▶ **Exercise prompt**:
Among the records below, find the lines with the word "crate" and copy them.

▶ **Saved entries**:

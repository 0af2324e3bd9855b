use thiserror::Error;

/// Top-level error type for the planar kernel.
#[derive(Debug, Error)]
pub enum PlanarError {
    #[error(transparent)]
    Geometry(#[from] GeometryError),

    #[error(transparent)]
    Operation(#[from] OperationError),
}

/// Errors raised while constructing or sampling primitives.
#[derive(Debug, Error)]
pub enum GeometryError {
    #[error("parameter {parameter} = {value} is out of range [{min}, {max}]")]
    ParameterOutOfRange {
        parameter: &'static str,
        value: f64,
        min: f64,
        max: f64,
    },

    #[error("degenerate geometry: {0}")]
    Degenerate(String),

    #[error("zero-length vector")]
    ZeroVector,
}

/// Errors related to derived operations such as hatching.
#[derive(Debug, Error)]
pub enum OperationError {
    #[error("invalid input: {0}")]
    InvalidInput(String),
}

/// Convenience type alias for results using [`PlanarError`].
pub type Result<T> = std::result::Result<T, PlanarError>;
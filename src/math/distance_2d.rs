use super::intersect_2d::{segment_segment_intersect_2d, Intersection};
use super::{Point2, Vector2};
use crate::geometry::{Arc, Circle, OrientedBox, Ray, Segment};

/// Euclidean distance between two points.
#[must_use]
pub fn distance(p0: &Point2, p1: &Point2) -> f64 {
    squared_distance(p0, p1).sqrt()
}

/// Squared Euclidean distance between two points.
#[must_use]
pub fn squared_distance(p0: &Point2, p1: &Point2) -> f64 {
    (p1 - p0).norm_squared()
}

/// Squared distance from `point` to the nearest point of `segment`.
///
/// With `D = p1 - p0` and `t = D·(point - p0)`, the nearest point is `p0`
/// when `t <= 0`, `p1` when `t >= D·D`, and the projection otherwise. A
/// zero-length segment always falls in the first branch.
#[must_use]
pub fn squared_distance_point_segment(point: &Point2, segment: &Segment) -> f64 {
    let diff = point - segment.p0;
    let dir = segment.direction();
    let t = dir.dot(&diff);
    if t <= 0.0 {
        return diff.norm_squared();
    }
    let dd = dir.norm_squared();
    if t >= dd {
        return squared_distance(point, &segment.p1);
    }
    // Cancels to slightly below zero for points on the segment.
    (diff.norm_squared() - t * t / dd).max(0.0)
}

/// Distance from `point` to the nearest point of `segment`.
#[must_use]
pub fn distance_point_segment(point: &Point2, segment: &Segment) -> f64 {
    squared_distance_point_segment(point, segment).sqrt()
}

/// Nearest point of `segment` to `point`, with its parameter in `[0, 1]`.
#[must_use]
pub fn closest_point_on_segment(point: &Point2, segment: &Segment) -> (Point2, f64) {
    let dir = segment.direction();
    let t = dir.dot(&(point - segment.p0));
    if t <= 0.0 {
        return (segment.p0, 0.0);
    }
    let dd = dir.norm_squared();
    if t >= dd {
        return (segment.p1, 1.0);
    }
    let t = t / dd;
    (segment.point_at(t), t)
}

/// Squared distance from `point` to `ray`.
///
/// Points behind the origin measure to the origin. The direction need not
/// be unit length; a zero direction degenerates to the origin.
#[must_use]
pub fn squared_distance_point_ray(point: &Point2, ray: &Ray) -> f64 {
    let diff = point - ray.origin;
    let t = ray.direction.dot(&diff);
    if t <= 0.0 {
        return diff.norm_squared();
    }
    (diff.norm_squared() - t * t / ray.direction.norm_squared()).max(0.0)
}

/// Squared distance between the closest points of two segments.
///
/// Zero when the segments touch or cross. Otherwise, in the plane, the
/// minimum is attained at an endpoint of one of the segments, so it is the
/// smallest of the four endpoint-to-segment distances. Parallel and
/// degenerate segments need no special case.
#[must_use]
pub fn squared_distance_segment_segment(s0: &Segment, s1: &Segment, eps: f64) -> f64 {
    if segment_segment_intersect_2d(s0, s1, eps) != Intersection::None {
        return 0.0;
    }
    [
        squared_distance_point_segment(&s0.p0, s1),
        squared_distance_point_segment(&s0.p1, s1),
        squared_distance_point_segment(&s1.p0, s0),
        squared_distance_point_segment(&s1.p1, s0),
    ]
    .into_iter()
    .fold(f64::INFINITY, f64::min)
}

/// Squared distance from `point` to the solid region of an oriented box.
///
/// The point is moved into the box frame and each local coordinate is
/// clamped to its half extent; the remainder is the offset to the box.
/// Points inside the box give `0`.
#[must_use]
pub fn squared_distance_point_oriented_box(point: &Point2, obox: &OrientedBox) -> f64 {
    let local = obox.to_local(point);
    let half = obox.half_extents();
    let excess = Vector2::new(
        (local.x.abs() - half.x).max(0.0),
        (local.y.abs() - half.y).max(0.0),
    );
    excess.norm_squared()
}

/// Distance from `point` to the circumference of `circle`.
#[must_use]
pub fn distance_point_circle(point: &Point2, circle: &Circle) -> f64 {
    (distance(point, circle.center()) - circle.radius()).abs()
}

/// Distance from `point` to `arc`.
///
/// If the point's angle around the center lies in the arc's sweep, the
/// distance is radial. Otherwise it is the distance to the nearer endpoint.
#[must_use]
pub fn distance_point_arc(point: &Point2, arc: &Arc, eps: f64) -> f64 {
    let to_center = distance(point, arc.center());
    if to_center < eps {
        // Every point of the arc is equidistant from its center.
        return arc.radius();
    }
    if arc.contains_angle(arc.angle_at_point(point), eps) {
        return (to_center - arc.radius()).abs();
    }
    distance(point, &arc.p0()).min(distance(point, &arc.p1()))
}
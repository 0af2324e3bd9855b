use crate::math::{Point2, Vector2};

/// A half-infinite line: `P(t) = origin + t * direction` for `t >= 0`.
///
/// The direction is not normalized; queries are invariant to its magnitude.
#[derive(Debug, Clone, Copy, PartialEq)]
pub struct Ray {
    pub origin: Point2,
    pub direction: Vector2,
}

impl Ray {
    /// Creates a new ray.
    #[must_use]
    pub fn new(origin: Point2, direction: Vector2) -> Self {
        Self { origin, direction }
    }

    /// Evaluates the ray at parameter `t` (in units of `direction`).
    #[must_use]
    pub fn point_at(&self, t: f64) -> Point2 {
        self.origin + self.direction * t
    }

    /// Scalar projection of `point - origin` onto the ray direction,
    /// scaled by the direction length. Used to order hits along the ray.
    #[must_use]
    pub fn project(&self, point: &Point2) -> f64 {
        (point - self.origin).dot(&self.direction)
    }
}
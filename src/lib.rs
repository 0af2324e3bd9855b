//! Planar primitive-query kernel.
//!
//! Closest-distance and intersection queries between points, segments,
//! rays, arcs, circles and boxes, plus arc discretization, vertical gap
//! queries and rectangle hatching.

pub mod error;
pub mod geometry;
pub mod math;
pub mod operations;

pub use error::{PlanarError, Result};
pub use geometry::{Arc, Circle, OrientedBox, Ray, Rectangle, Segment, Triangle};
pub use math::intersect_2d::Intersection;
pub use math::{Point2, Vector2, TOLERANCE};
pub use operations::{Hatch, HatchParams};
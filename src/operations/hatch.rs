use tracing::{debug, trace};

use crate::error::{OperationError, Result};
use crate::geometry::{Ray, Rectangle, Segment};
use crate::math::intersect_2d::{segment_ray_intersect_2d, Intersection};
use crate::math::{Point2, Vector2, TOLERANCE};

/// Parameters controlling hatch generation.
#[derive(Debug, Clone, Copy)]
pub struct HatchParams {
    /// Angle of the stepping direction in degrees; hatch lines run perpendicular to it.
    pub angle_degrees: f64,
    /// Distance between neighbouring hatch lines.
    pub spacing: f64,
    /// Tolerance for intersection tests and for merging coincident hits.
    pub tolerance: f64,
    /// Also emit a second pass rotated by 90 degrees.
    pub cross: bool,
}

impl Default for HatchParams {
    fn default() -> Self {
        Self {
            angle_degrees: 45.0,
            spacing: 1.0,
            tolerance: TOLERANCE,
            cross: false,
        }
    }
}

impl HatchParams {
    /// Sets the hatch angle in degrees.
    #[must_use]
    pub fn angle(mut self, angle_degrees: f64) -> Self {
        self.angle_degrees = angle_degrees;
        self
    }

    /// Sets the line spacing.
    #[must_use]
    pub fn spacing(mut self, spacing: f64) -> Self {
        self.spacing = spacing;
        self
    }

    /// Sets the tolerance.
    #[must_use]
    pub fn tolerance(mut self, tolerance: f64) -> Self {
        self.tolerance = tolerance;
        self
    }

    /// Enables or disables the second, perpendicular pass.
    #[must_use]
    pub fn cross(mut self, cross: bool) -> Self {
        self.cross = cross;
        self
    }
}

/// Fills a rectangle, optionally with a rectangular hole, with evenly
/// spaced parallel line segments.
///
/// Rays are stepped along `(cos θ, sin θ)` and cast along the perpendicular
/// `(-sin θ, cos θ)`. The hits of each ray with the boundaries are sorted
/// along the ray and paired up into interior segments.
pub struct Hatch {
    outer: Rectangle,
    hole: Option<Rectangle>,
    params: HatchParams,
}

impl Hatch {
    /// Creates a new `Hatch` operation.
    #[must_use]
    pub fn new(outer: Rectangle, hole: Option<Rectangle>, params: HatchParams) -> Self {
        Self {
            outer,
            hole,
            params,
        }
    }

    /// Executes the operation.
    ///
    /// Returns the outer boundary segments, then the hole boundary segments
    /// (if any), then every hatch segment.
    ///
    /// # Errors
    ///
    /// Returns `OperationError::InvalidInput` if the spacing is not a
    /// positive finite number, or the angle or tolerance is not finite.
    pub fn execute(&self) -> Result<Vec<Segment>> {
        let HatchParams {
            angle_degrees,
            spacing,
            tolerance,
            cross,
        } = self.params;
        if !spacing.is_finite() || spacing <= 0.0 {
            return Err(OperationError::InvalidInput(format!(
                "hatch spacing must be positive, got {spacing}"
            ))
            .into());
        }
        if !angle_degrees.is_finite() || !tolerance.is_finite() || tolerance < 0.0 {
            return Err(OperationError::InvalidInput(format!(
                "hatch angle and tolerance must be finite, got {angle_degrees} and {tolerance}"
            ))
            .into());
        }

        let mut segments: Vec<Segment> = self.outer.segments().to_vec();
        if let Some(hole) = &self.hole {
            segments.extend_from_slice(&hole.segments());
        }
        let boundary_count = segments.len();

        self.hatch_pass(angle_degrees, &mut segments);
        if cross {
            self.hatch_pass(angle_degrees + 90.0, &mut segments);
        }

        debug!(
            angle = angle_degrees,
            spacing,
            hatch_segments = segments.len() - boundary_count,
            "hatch complete"
        );
        Ok(segments)
    }

    /// Casts one family of parallel rays and appends the interior segments.
    fn hatch_pass(&self, angle_degrees: f64, out: &mut Vec<Segment>) {
        let HatchParams {
            spacing, tolerance, ..
        } = self.params;
        let (sin, cos) = angle_degrees.to_radians().sin_cos();
        let dir = Vector2::new(cos, sin);
        let dir_ortho = Vector2::new(-sin, cos);

        // Extent of the rectangle along both axes of the hatch frame,
        // measured from the rectangle origin.
        let origin = *self.outer.origin();
        let corners = self.outer.segments().map(|s| s.p0 - origin);
        let along = corners.map(|c| c.dot(&dir));
        let across = corners.map(|c| c.dot(&dir_ortho));
        let along_min = along.iter().copied().fold(f64::INFINITY, f64::min);
        let along_max = along.iter().copied().fold(f64::NEG_INFINITY, f64::max);
        let across_min = across.iter().copied().fold(f64::INFINITY, f64::min);

        let step_count = step_count(along_max - along_min, spacing);
        debug!(angle = angle_degrees, step_count, "hatch pass");

        // Rays start one spacing behind the rectangle so every hit lies ahead.
        let base = origin + dir * along_min + dir_ortho * (across_min - spacing);
        for i in 0..step_count {
            let ray = Ray::new(base + dir * (f64::from(i) * spacing), dir_ortho);
            let hits = self.scanline_hits(&ray, tolerance);
            trace!(step = i, hits = hits.len(), "hatch scanline");
            emit_spans(&hits, out);
        }
    }

    /// Boundary hits of `ray`, sorted along the ray with coincident hits merged.
    fn scanline_hits(&self, ray: &Ray, eps: f64) -> Vec<Point2> {
        let mut hits = Vec::with_capacity(8);
        for edge in &self.outer.segments() {
            collect_hit(segment_ray_intersect_2d(edge, ray, eps), &mut hits);
        }
        if let Some(hole) = &self.hole {
            if hits.len() >= 2 {
                for edge in &hole.segments() {
                    collect_hit(segment_ray_intersect_2d(edge, ray, eps), &mut hits);
                }
            }
        }

        hits.sort_by(|a, b| ray.project(a).total_cmp(&ray.project(b)));
        // A ray through a corner hits both edges that meet there.
        hits.dedup_by(|a, b| (*a - *b).norm() <= eps);
        hits
    }
}

/// Number of rays needed to cover `extent` at `spacing`.
#[allow(clippy::cast_possible_truncation, clippy::cast_sign_loss)]
fn step_count(extent: f64, spacing: f64) -> u32 {
    (extent.max(0.0) / spacing).floor().min(f64::from(u32::MAX)) as u32
}

fn collect_hit(hit: Intersection, hits: &mut Vec<Point2>) {
    match hit {
        Intersection::None => {}
        Intersection::Point(p) => hits.push(p),
        // Ray running along an edge.
        Intersection::Segment(s) => {
            hits.push(s.p0);
            hits.push(s.p1);
        }
    }
}

/// Turns sorted scanline hits into interior spans.
fn emit_spans(hits: &[Point2], out: &mut Vec<Segment>) {
    match hits.len() {
        0 | 1 => {}
        // Ray grazes a hole corner; the middle hit does not split the span.
        3 => out.push(Segment::new(hits[0], hits[2])),
        n => {
            out.push(Segment::new(hits[0], hits[1]));
            if n >= 4 {
                out.push(Segment::new(hits[2], hits[3]));
            }
        }
    }
}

▶ **Result for this task**:
use crate::geometry::{Arc, Circle, OrientedBox, Ray, Segment};
use crate::math::{Point2, Vector2};
use crate::error::{OperationError, Result};
use crate::geometry::{Ray, Rectangle, Segment};
use crate::math::intersect_2d::{segment_ray_intersect_2d, Intersection};
use crate::math::{Point2, Vector2, TOLERANCE};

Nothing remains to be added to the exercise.